Having been advised that the anonymous caller indicated the car was to be claimed between 4:00 and 5:00 p.m., the police decided about 3:30 p.m. not to approach the car for fear those in control of it “might come back and see us there and abandon the car”. By about 5:00 p.m. additional officers had been called to the area and were in place to await the unknown person or persons who would come for the vehicle.

As security for payment of the bill before the car left the station, Green’s son removed the ignition coil about 3:30 p.m.; this fact was known to the police, but the record is unclear when it was learned.

The police continued to wait in the area. Only two officers were actually on the station premises; Fisher was inside the station; the other officer waited in a car “alongside” the station.
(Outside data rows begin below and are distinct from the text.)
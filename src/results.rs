use crate::error::FailureKind;
use anyhow::{Context, Result};
use serde::{Deserialize, Serialize};
use serde_json::Value;
use std::fs::File;
use std::io::{BufReader, BufWriter};
use std::path::{Path, PathBuf};

/// Outcome of one dispatch. Produced only by the dispatcher.
#[derive(Debug, Clone, PartialEq, Serialize, Deserialize)]
pub struct TaskResult {
    pub pair_id: String,
    pub receptor: String,
    pub ligand: String,
    pub site_id: String,
    pub mode: String,
    pub failure: Option<FailureKind>,
    pub exit_code: Option<i32>,
    pub elapsed_secs: f64,
    pub pose_path: PathBuf,
    pub log_path: PathBuf,
    pub stderr_path: PathBuf,
    /// GPU was requested but the run went to CPU.
    pub device_fallback: bool,
    pub command: String,
    /// Output came from an earlier run; nothing was started this time.
    #[serde(default)]
    pub resumed: bool,
}

impl TaskResult {
    pub fn succeeded(&self) -> bool {
        self.failure.is_none()
    }

    pub fn status(&self) -> &'static str {
        match &self.failure {
            None => "success",
            Some(kind) => kind.label(),
        }
    }
}

#[derive(Debug, Clone, Copy, Default, PartialEq, Eq, Serialize, Deserialize)]
pub struct Summary {
    pub total: usize,
    pub succeeded: usize,
    pub failed: usize,
    pub skipped: usize,
}

impl Summary {
    pub fn from_results(results: &[TaskResult], skipped: usize) -> Self {
        let succeeded = results.iter().filter(|r| r.succeeded()).count();
        Self {
            total: results.len() + skipped,
            succeeded,
            failed: results.len() - succeeded,
            skipped,
        }
    }
}

/// Everything one workflow invocation produced, as written to
/// `results/{workflow}_results.json`.
#[derive(Debug, Clone, Serialize, Deserialize)]
pub struct WorkflowResults {
    pub run_id: String,
    pub workflow: String,
    pub metadata: Value,
    pub summary: Summary,
    pub results: Vec<TaskResult>,
}

impl WorkflowResults {
    pub fn load_from_json(path: impl AsRef<Path>) -> Result<Self> {
        let file = File::open(path.as_ref())
            .context(format!("Failed to open results file: {:?}", path.as_ref()))?;
        let reader = BufReader::new(file);
        let results: WorkflowResults = serde_json::from_reader(reader)?;
        Ok(results)
    }

    pub fn save_to_json(&self, path: impl AsRef<Path>) -> Result<()> {
        let file = File::create(path.as_ref())
            .context(format!("Failed to create results file: {:?}", path.as_ref()))?;
        let writer = BufWriter::new(file);
        serde_json::to_writer_pretty(writer, self)?;
        Ok(())
    }
}

#[cfg(test)]
mod tests {
    use super::*;

    fn sample(pair_id: &str, failure: Option<FailureKind>) -> TaskResult {
        TaskResult {
            pair_id: pair_id.to_string(),
            receptor: "rec.pdbqt".to_string(),
            ligand: "lig.pdbqt".to_string(),
            site_id: "site_1".to_string(),
            mode: "standard".to_string(),
            failure,
            exit_code: Some(0),
            elapsed_secs: 1.5,
            pose_path: PathBuf::from("gnina_out/x_poses.sdf"),
            log_path: PathBuf::from("logs/x.log"),
            stderr_path: PathBuf::from("logs/x.stderr"),
            device_fallback: false,
            command: "gnina --receptor rec.pdbqt".to_string(),
            resumed: false,
        }
    }

    #[test]
    fn summary_counts_skips_separately() {
        let results = vec![
            sample("a", None),
            sample("b", Some(FailureKind::Timeout { secs: 300 })),
            sample("c", None),
        ];
        let summary = Summary::from_results(&results, 4);
        assert_eq!(
            summary,
            Summary {
                total: 7,
                succeeded: 2,
                failed: 1,
                skipped: 4
            }
        );
        assert_eq!(results[1].status(), "timeout");
    }

    #[test]
    fn workflow_results_survive_json() {
        let dir = tempfile::tempdir().unwrap();
        let path = dir.path().join("standard_results.json");
        let results = vec![
            sample("a", None),
            sample("b", Some(FailureKind::NonZeroExit { code: Some(2) })),
        ];
        let doc = WorkflowResults {
            run_id: "run".to_string(),
            workflow: "standard".to_string(),
            metadata: serde_json::json!({"cnn_scoring": "rescore"}),
            summary: Summary::from_results(&results, 0),
            results,
        };
        doc.save_to_json(&path).unwrap();

        let raw: Value = serde_json::from_str(&std::fs::read_to_string(&path).unwrap()).unwrap();
        assert_eq!(raw["results"][1]["failure"]["kind"], "non_zero_exit");

        let back = WorkflowResults::load_from_json(&path).unwrap();
        assert_eq!(back.results, doc.results);
        assert_eq!(back.summary.failed, 1);
    }
}
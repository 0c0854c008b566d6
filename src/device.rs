use crate::config::{Config, DevicePreference};
use log::{info, warn};
use tokio::process::Command;

#[derive(Debug, Clone, Copy, PartialEq, Eq)]
pub enum Device {
    Gpu(u32),
    Cpu(usize),
}

/// The device every dispatch of a run will use. `fallback` is set when a GPU
/// was requested but none could be used.
#[derive(Debug, Clone, Copy, PartialEq, Eq)]
pub struct DeviceSelection {
    pub device: Device,
    pub fallback: bool,
}

impl DeviceSelection {
    pub fn resolve(config: &Config, gpu_available: bool) -> Self {
        match config.device {
            DevicePreference::Gpu if gpu_available && !config.force_cpu => Self {
                device: Device::Gpu(config.gpu_device),
                fallback: false,
            },
            DevicePreference::Gpu => {
                warn!(
                    "GPU {} requested but not available, falling back to {} CPU cores",
                    config.gpu_device,
                    config.effective_cpu_cores()
                );
                Self {
                    device: Device::Cpu(config.effective_cpu_cores()),
                    fallback: true,
                }
            }
            DevicePreference::Cpu => Self {
                device: Device::Cpu(config.effective_cpu_cores()),
                fallback: false,
            },
        }
    }

    pub fn uses_gpu(&self) -> bool {
        matches!(self.device, Device::Gpu(_))
    }

    pub fn args(&self) -> Vec<String> {
        match self.device {
            Device::Gpu(index) => vec!["--device".to_string(), index.to_string()],
            Device::Cpu(cores) => vec!["--cpu".to_string(), cores.to_string()],
        }
    }
}

/// Probe for a usable NVIDIA GPU.
pub async fn gpu_available() -> bool {
    match Command::new("nvidia-smi").arg("-L").output().await {
        Ok(output) if output.status.success() => {
            let listing = String::from_utf8_lossy(&output.stdout);
            let first = listing.lines().next().unwrap_or_default();
            info!("GPU detected: {}", first);
            !first.is_empty()
        }
        Ok(output) => {
            warn!(
                "nvidia-smi exited with {}, using CPU",
                output.status.code().unwrap_or(-1)
            );
            false
        }
        Err(e) => {
            warn!("GPU check failed ({}), using CPU", e);
            false
        }
    }
}
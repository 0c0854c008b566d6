use crate::config::SearchParams;

/// Search flags for a full docking run.
pub fn search_args(params: &SearchParams) -> Vec<String> {
    vec![
        "--exhaustiveness".to_string(),
        params.exhaustiveness.to_string(),
        "--num_modes".to_string(),
        params.num_modes.to_string(),
        "--seed".to_string(),
        params.seed.to_string(),
        "--cnn_scoring".to_string(),
        params.cnn_scoring.as_str().to_string(),
        "--cnn_rotation".to_string(),
        params.cnn_rotation.to_string(),
        "--min_rmsd_filter".to_string(),
        params.min_rmsd_filter.to_string(),
        "--pose_sort_order".to_string(),
        params.pose_sort_order.as_str().to_string(),
    ]
}

#[cfg(test)]
mod tests {
    use super::*;
    use crate::config::{CnnScoring, PoseSortOrder};

    #[test]
    fn flags_use_gnina_spelling() {
        let params = SearchParams {
            cnn_scoring: CnnScoring::All,
            pose_sort_order: PoseSortOrder::CNNaffinity,
            ..SearchParams::default()
        };
        let args = search_args(&params);
        let joined = args.join(" ");
        assert_eq!(
            joined,
            "--exhaustiveness 32 --num_modes 20 --seed 42 --cnn_scoring all \
             --cnn_rotation 0 --min_rmsd_filter 1 --pose_sort_order CNNaffinity"
        );
    }
}
use crate::error::PrerequisiteError;
use anyhow::{Context, Result};
use clap::ValueEnum;
use log::{info, warn};
use serde::{Deserialize, Serialize};
use std::env;
use std::path::{Path, PathBuf};

/// GNINA `--cnn_scoring` values.
#[derive(Debug, Clone, Copy, PartialEq, Eq, Serialize, Deserialize, ValueEnum)]
#[serde(rename_all = "lowercase")]
pub enum CnnScoring {
    None,
    Rescore,
    Refinement,
    All,
}

impl CnnScoring {
    pub fn as_str(&self) -> &'static str {
        match self {
            CnnScoring::None => "none",
            CnnScoring::Rescore => "rescore",
            CnnScoring::Refinement => "refinement",
            CnnScoring::All => "all",
        }
    }
}

/// GNINA `--pose_sort_order` values. Newer GNINA builds only accept the names.
#[derive(Debug, Clone, Copy, PartialEq, Eq, Serialize, Deserialize, ValueEnum)]
pub enum PoseSortOrder {
    #[value(name = "CNNscore")]
    CNNscore,
    #[value(name = "CNNaffinity")]
    CNNaffinity,
    #[value(name = "Energy")]
    Energy,
}

impl PoseSortOrder {
    pub fn as_str(&self) -> &'static str {
        match self {
            PoseSortOrder::CNNscore => "CNNscore",
            PoseSortOrder::CNNaffinity => "CNNaffinity",
            PoseSortOrder::Energy => "Energy",
        }
    }
}

#[derive(Debug, Clone, Copy, PartialEq, Eq, Serialize, Deserialize, ValueEnum)]
#[serde(rename_all = "lowercase")]
pub enum DevicePreference {
    Gpu,
    Cpu,
}

/// Search settings shared by the docking modes. Covalent docking and the
/// tiered stages start from a copy and override parts of it.
#[derive(Debug, Clone, PartialEq, Serialize, Deserialize)]
#[serde(default)]
pub struct SearchParams {
    pub exhaustiveness: u32,
    pub num_modes: u32,
    pub seed: i64,
    pub cnn_scoring: CnnScoring,
    pub cnn_rotation: u32,
    pub min_rmsd_filter: f64,
    pub pose_sort_order: PoseSortOrder,
    pub add_hydrogens: bool,
    pub strip_hydrogens: bool,
}

impl Default for SearchParams {
    fn default() -> Self {
        Self {
            exhaustiveness: 32,
            num_modes: 20,
            seed: 42,
            cnn_scoring: CnnScoring::Rescore,
            cnn_rotation: 0,
            min_rmsd_filter: 1.0,
            pose_sort_order: PoseSortOrder::CNNscore,
            add_hydrogens: true,
            strip_hydrogens: false,
        }
    }
}

#[derive(Debug, Clone, Serialize, Deserialize)]
#[serde(default)]
pub struct Config {
    /// GNINA executable. A bare name is looked up on `PATH`.
    pub gnina_binary: PathBuf,
    /// Apptainer/Singularity image. When set, GNINA runs inside it.
    pub container_image: Option<PathBuf>,
    pub container_runtime: String,

    pub work_dir: PathBuf,
    pub pairlist: PathBuf,
    pub receptor_dir: PathBuf,
    pub ligand_dir: PathBuf,
    pub output_dir: PathBuf,
    pub log_dir: PathBuf,
    pub results_dir: PathBuf,
    pub default_extension: String,

    pub concurrency: usize,
    pub timeout_secs: u64,
    pub device: DevicePreference,
    pub gpu_device: u32,
    /// Cores handed to `--cpu` when running on CPU. Defaults to an even
    /// share of the machine across workers.
    pub cpu_cores: Option<usize>,
    /// Set by `USE_CPU_MODE=1`: a GPU preference is treated as unavailable.
    #[serde(skip)]
    pub force_cpu: bool,

    pub search: SearchParams,
    /// Appended verbatim (shell-split) to every GNINA invocation.
    pub extra_args: String,
}

impl Default for Config {
    fn default() -> Self {
        Self {
            gnina_binary: PathBuf::from("gnina"),
            container_image: None,
            container_runtime: "apptainer".to_string(),
            work_dir: PathBuf::from("."),
            pairlist: PathBuf::from("pairlist.csv"),
            receptor_dir: PathBuf::from("receptors"),
            ligand_dir: PathBuf::from("ligands"),
            output_dir: PathBuf::from("gnina_out"),
            log_dir: PathBuf::from("logs"),
            results_dir: PathBuf::from("results"),
            default_extension: "pdbqt".to_string(),
            concurrency: 4,
            timeout_secs: 300,
            device: DevicePreference::Gpu,
            gpu_device: 0,
            cpu_cores: None,
            force_cpu: false,
            search: SearchParams::default(),
            extra_args: String::new(),
        }
    }
}

impl Config {
    pub fn from_file(path: &Path) -> Result<Self> {
        let content = std::fs::read_to_string(path)
            .context(format!("Failed to read config file: {:?}", path))?;
        let config: Config =
            serde_json::from_str(&content).context("Failed to parse config JSON")?;
        Ok(config)
    }

    pub fn load(file_path: Option<&PathBuf>) -> Result<Self> {
        let mut config = if let Some(path) = file_path {
            info!("Loading config from file: {:?}", path);
            Self::from_file(path)?
        } else {
            Config::default()
        };

        config.apply_env(|key| env::var(key).ok());
        Ok(config)
    }

    /// Override with environment variables if set.
    pub fn apply_env(&mut self, lookup: impl Fn(&str) -> Option<String>) {
        if let Some(val) = lookup("GNINA_BINARY") {
            self.gnina_binary = PathBuf::from(val);
        }
        if let Some(val) = lookup("GNINA_IMAGE") {
            self.container_image = if val.is_empty() {
                None
            } else {
                Some(PathBuf::from(val))
            };
        }
        if let Some(val) = lookup("GNINA_WORK_DIR") {
            self.work_dir = PathBuf::from(val);
        }
        if lookup("USE_CPU_MODE").as_deref() == Some("1") {
            self.force_cpu = true;
        }
        if let Some(val) = lookup("GNINA_CPU_CORES") {
            match val.parse::<usize>() {
                Ok(n) if n > 0 => self.cpu_cores = Some(n),
                _ => warn!("Ignoring invalid GNINA_CPU_CORES={:?}", val),
            }
        }
    }

    /// Resolve a configured path against the working directory.
    pub fn resolve(&self, path: &Path) -> PathBuf {
        if path.is_absolute() {
            path.to_path_buf()
        } else {
            self.work_dir.join(path)
        }
    }

    pub fn pairlist_path(&self) -> PathBuf {
        self.resolve(&self.pairlist)
    }

    pub fn receptor_path(&self, receptor: &str) -> PathBuf {
        self.resolve(&self.receptor_dir).join(receptor)
    }

    pub fn ligand_path(&self, ligand: &str) -> PathBuf {
        self.resolve(&self.ligand_dir).join(ligand)
    }

    pub fn output_path(&self) -> PathBuf {
        self.resolve(&self.output_dir)
    }

    pub fn log_path(&self) -> PathBuf {
        self.resolve(&self.log_dir)
    }

    pub fn results_path(&self) -> PathBuf {
        self.resolve(&self.results_dir)
    }

    pub fn effective_cpu_cores(&self) -> usize {
        self.cpu_cores
            .unwrap_or_else(|| num_cpus::get() / self.concurrency.max(1))
            .max(1)
    }

    /// Everything a docking run needs before the first dispatch.
    pub fn check_prerequisites(&self) -> Result<(), PrerequisiteError> {
        match &self.container_image {
            Some(image) => {
                if !image.is_file() {
                    return Err(PrerequisiteError::MissingImage(image.clone()));
                }
                // A relative binary path lives inside the image.
                if self.gnina_binary.is_absolute() && !self.gnina_binary.exists() {
                    return Err(PrerequisiteError::MissingBinary(self.gnina_binary.clone()));
                }
            }
            None => {
                if find_executable(&self.gnina_binary).is_none() {
                    return Err(PrerequisiteError::MissingBinary(self.gnina_binary.clone()));
                }
            }
        }

        let pairlist = self.pairlist_path();
        if !pairlist.is_file() {
            return Err(PrerequisiteError::MissingInput(pairlist));
        }
        for dir in [&self.receptor_dir, &self.ligand_dir] {
            let dir = self.resolve(dir);
            if !dir.is_dir() {
                return Err(PrerequisiteError::MissingDirectory(dir));
            }
        }
        Ok(())
    }
}

/// Locate `program` either as a path or on `PATH`.
pub fn find_executable(program: &Path) -> Option<PathBuf> {
    if program.components().count() > 1 || program.is_absolute() {
        return program.is_file().then(|| program.to_path_buf());
    }
    let paths = env::var_os("PATH")?;
    env::split_paths(&paths)
        .map(|dir| dir.join(program))
        .find(|candidate| candidate.is_file())
}

#[cfg(test)]
mod tests {
    use super::*;
    use std::collections::HashMap;

    #[test]
    fn partial_json_keeps_defaults() {
        let dir = tempfile::tempdir().unwrap();
        let path = dir.path().join("config.json");
        std::fs::write(
            &path,
            r#"{"concurrency": 8, "search": {"cnn_scoring": "refinement", "pose_sort_order": "Energy"}}"#,
        )
        .unwrap();

        let config = Config::from_file(&path).unwrap();
        assert_eq!(config.concurrency, 8);
        assert_eq!(config.timeout_secs, 300);
        assert_eq!(config.search.cnn_scoring, CnnScoring::Refinement);
        assert_eq!(config.search.pose_sort_order, PoseSortOrder::Energy);
        assert_eq!(config.search.exhaustiveness, 32);
        assert_eq!(config.default_extension, "pdbqt");
    }

    #[test]
    fn env_overrides() {
        let vars: HashMap<&str, &str> = [
            ("GNINA_BINARY", "/opt/gnina/bin/gnina"),
            ("GNINA_IMAGE", "/images/gnina.sif"),
            ("USE_CPU_MODE", "1"),
            ("GNINA_CPU_CORES", "6"),
        ]
        .into_iter()
        .collect();

        let mut config = Config::default();
        config.apply_env(|k| vars.get(k).map(|v| v.to_string()));

        assert_eq!(config.gnina_binary, PathBuf::from("/opt/gnina/bin/gnina"));
        assert_eq!(
            config.container_image,
            Some(PathBuf::from("/images/gnina.sif"))
        );
        assert_eq!(config.device, DevicePreference::Gpu);
        assert!(config.force_cpu);
        assert_eq!(config.effective_cpu_cores(), 6);
    }

    #[test]
    fn invalid_core_count_is_ignored() {
        let mut config = Config::default();
        config.apply_env(|k| (k == "GNINA_CPU_CORES").then(|| "zero".to_string()));
        assert_eq!(config.cpu_cores, None);
        assert!(config.effective_cpu_cores() >= 1);
    }

    #[test]
    fn prerequisites_report_first_missing_piece() {
        let dir = tempfile::tempdir().unwrap();
        let binary = dir.path().join("gnina");
        std::fs::write(&binary, "").unwrap();

        let mut config = Config {
            gnina_binary: binary,
            work_dir: dir.path().to_path_buf(),
            ..Config::default()
        };
        assert!(matches!(
            config.check_prerequisites(),
            Err(PrerequisiteError::MissingInput(_))
        ));

        std::fs::write(dir.path().join("pairlist.csv"), "").unwrap();
        assert!(matches!(
            config.check_prerequisites(),
            Err(PrerequisiteError::MissingDirectory(_))
        ));

        std::fs::create_dir(dir.path().join("receptors")).unwrap();
        std::fs::create_dir(dir.path().join("ligands")).unwrap();
        assert!(config.check_prerequisites().is_ok());

        config.container_image = Some(dir.path().join("missing.sif"));
        assert!(matches!(
            config.check_prerequisites(),
            Err(PrerequisiteError::MissingImage(_))
        ));

        config.container_image = None;
        config.gnina_binary = dir.path().join("not-there");
        assert!(matches!(
            config.check_prerequisites(),
            Err(PrerequisiteError::MissingBinary(_))
        ));
    }
}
At approximately 8:10 p.m. a station wagon bearing Maryland license plates pulled to the station gas pumps. The vehicle was *153 occupied by the defendant, four other adults and a child. The defendant and another occupant, Butch Carroll, went to the Pontiac. Defendant entered the vehicle by the left front door, which was still unlocked, and positioned himself behind the steering wheel. Carroll stood between the opened door and the body of the car. While defendant attempted to start the car using an ignition key in his possession, the police moved on a prearranged signal and arrested without a warrant the defendant and his companions.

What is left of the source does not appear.